== THE DATA ==
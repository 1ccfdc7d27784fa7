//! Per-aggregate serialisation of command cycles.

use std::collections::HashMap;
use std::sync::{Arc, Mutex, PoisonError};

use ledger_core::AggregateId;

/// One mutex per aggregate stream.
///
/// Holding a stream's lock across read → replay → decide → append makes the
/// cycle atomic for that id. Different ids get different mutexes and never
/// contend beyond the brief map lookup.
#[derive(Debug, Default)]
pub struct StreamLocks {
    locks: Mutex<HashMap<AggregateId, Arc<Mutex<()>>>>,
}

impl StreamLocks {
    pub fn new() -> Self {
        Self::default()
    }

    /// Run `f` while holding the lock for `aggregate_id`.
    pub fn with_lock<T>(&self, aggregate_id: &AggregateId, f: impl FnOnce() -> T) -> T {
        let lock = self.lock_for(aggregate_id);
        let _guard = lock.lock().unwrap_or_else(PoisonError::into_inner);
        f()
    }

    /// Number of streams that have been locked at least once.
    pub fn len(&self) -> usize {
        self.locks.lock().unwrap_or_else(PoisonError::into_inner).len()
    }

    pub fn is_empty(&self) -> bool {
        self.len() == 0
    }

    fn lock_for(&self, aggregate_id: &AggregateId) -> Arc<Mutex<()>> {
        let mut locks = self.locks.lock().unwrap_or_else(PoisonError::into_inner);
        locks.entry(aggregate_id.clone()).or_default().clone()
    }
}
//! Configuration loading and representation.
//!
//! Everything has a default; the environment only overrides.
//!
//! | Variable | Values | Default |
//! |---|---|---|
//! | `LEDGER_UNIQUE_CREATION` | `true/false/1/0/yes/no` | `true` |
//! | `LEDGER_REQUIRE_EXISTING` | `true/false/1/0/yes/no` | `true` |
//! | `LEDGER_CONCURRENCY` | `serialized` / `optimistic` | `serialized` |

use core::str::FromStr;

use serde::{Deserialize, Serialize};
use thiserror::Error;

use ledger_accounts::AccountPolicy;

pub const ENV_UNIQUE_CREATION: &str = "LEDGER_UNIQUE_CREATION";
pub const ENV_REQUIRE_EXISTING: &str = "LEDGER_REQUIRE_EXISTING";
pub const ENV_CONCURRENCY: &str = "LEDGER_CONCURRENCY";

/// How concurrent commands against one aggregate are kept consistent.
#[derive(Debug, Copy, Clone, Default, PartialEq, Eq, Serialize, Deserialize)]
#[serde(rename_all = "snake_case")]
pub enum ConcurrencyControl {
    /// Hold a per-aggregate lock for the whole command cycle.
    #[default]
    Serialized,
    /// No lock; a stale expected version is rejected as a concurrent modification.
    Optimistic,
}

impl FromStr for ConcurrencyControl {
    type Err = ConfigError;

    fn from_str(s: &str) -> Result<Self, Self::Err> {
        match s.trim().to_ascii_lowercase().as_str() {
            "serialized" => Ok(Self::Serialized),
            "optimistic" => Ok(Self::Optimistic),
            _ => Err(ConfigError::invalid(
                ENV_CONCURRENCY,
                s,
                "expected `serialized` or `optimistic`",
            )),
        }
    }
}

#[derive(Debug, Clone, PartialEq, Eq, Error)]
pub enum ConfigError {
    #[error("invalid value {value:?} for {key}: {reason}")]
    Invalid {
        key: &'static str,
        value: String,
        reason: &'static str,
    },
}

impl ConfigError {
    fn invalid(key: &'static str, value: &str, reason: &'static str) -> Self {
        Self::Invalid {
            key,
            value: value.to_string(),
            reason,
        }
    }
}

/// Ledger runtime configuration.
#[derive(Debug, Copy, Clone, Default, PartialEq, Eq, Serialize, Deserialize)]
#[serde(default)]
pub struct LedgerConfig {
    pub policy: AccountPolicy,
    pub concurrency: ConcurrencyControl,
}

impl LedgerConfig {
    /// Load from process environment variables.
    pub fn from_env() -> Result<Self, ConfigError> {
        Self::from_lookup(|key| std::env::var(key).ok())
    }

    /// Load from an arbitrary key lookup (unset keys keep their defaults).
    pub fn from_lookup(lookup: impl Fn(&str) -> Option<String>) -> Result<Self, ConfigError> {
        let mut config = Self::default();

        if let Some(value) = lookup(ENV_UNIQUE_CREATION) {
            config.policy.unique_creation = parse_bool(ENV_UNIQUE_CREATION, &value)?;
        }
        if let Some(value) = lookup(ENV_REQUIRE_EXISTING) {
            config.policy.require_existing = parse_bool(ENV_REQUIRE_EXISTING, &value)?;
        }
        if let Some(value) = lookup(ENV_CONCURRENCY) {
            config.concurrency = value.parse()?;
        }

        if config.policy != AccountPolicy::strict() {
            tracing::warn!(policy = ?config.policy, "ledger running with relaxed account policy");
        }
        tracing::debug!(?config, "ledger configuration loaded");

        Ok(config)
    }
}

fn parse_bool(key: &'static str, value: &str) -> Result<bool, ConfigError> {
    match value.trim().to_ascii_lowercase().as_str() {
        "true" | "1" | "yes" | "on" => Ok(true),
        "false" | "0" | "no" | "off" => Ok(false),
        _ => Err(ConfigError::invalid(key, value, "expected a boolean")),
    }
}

== YOUR OBJECTIVE ==
Where the word "struct" appears in a line of the listing, that line is counted once; give the total alone.

== RESULT ==
2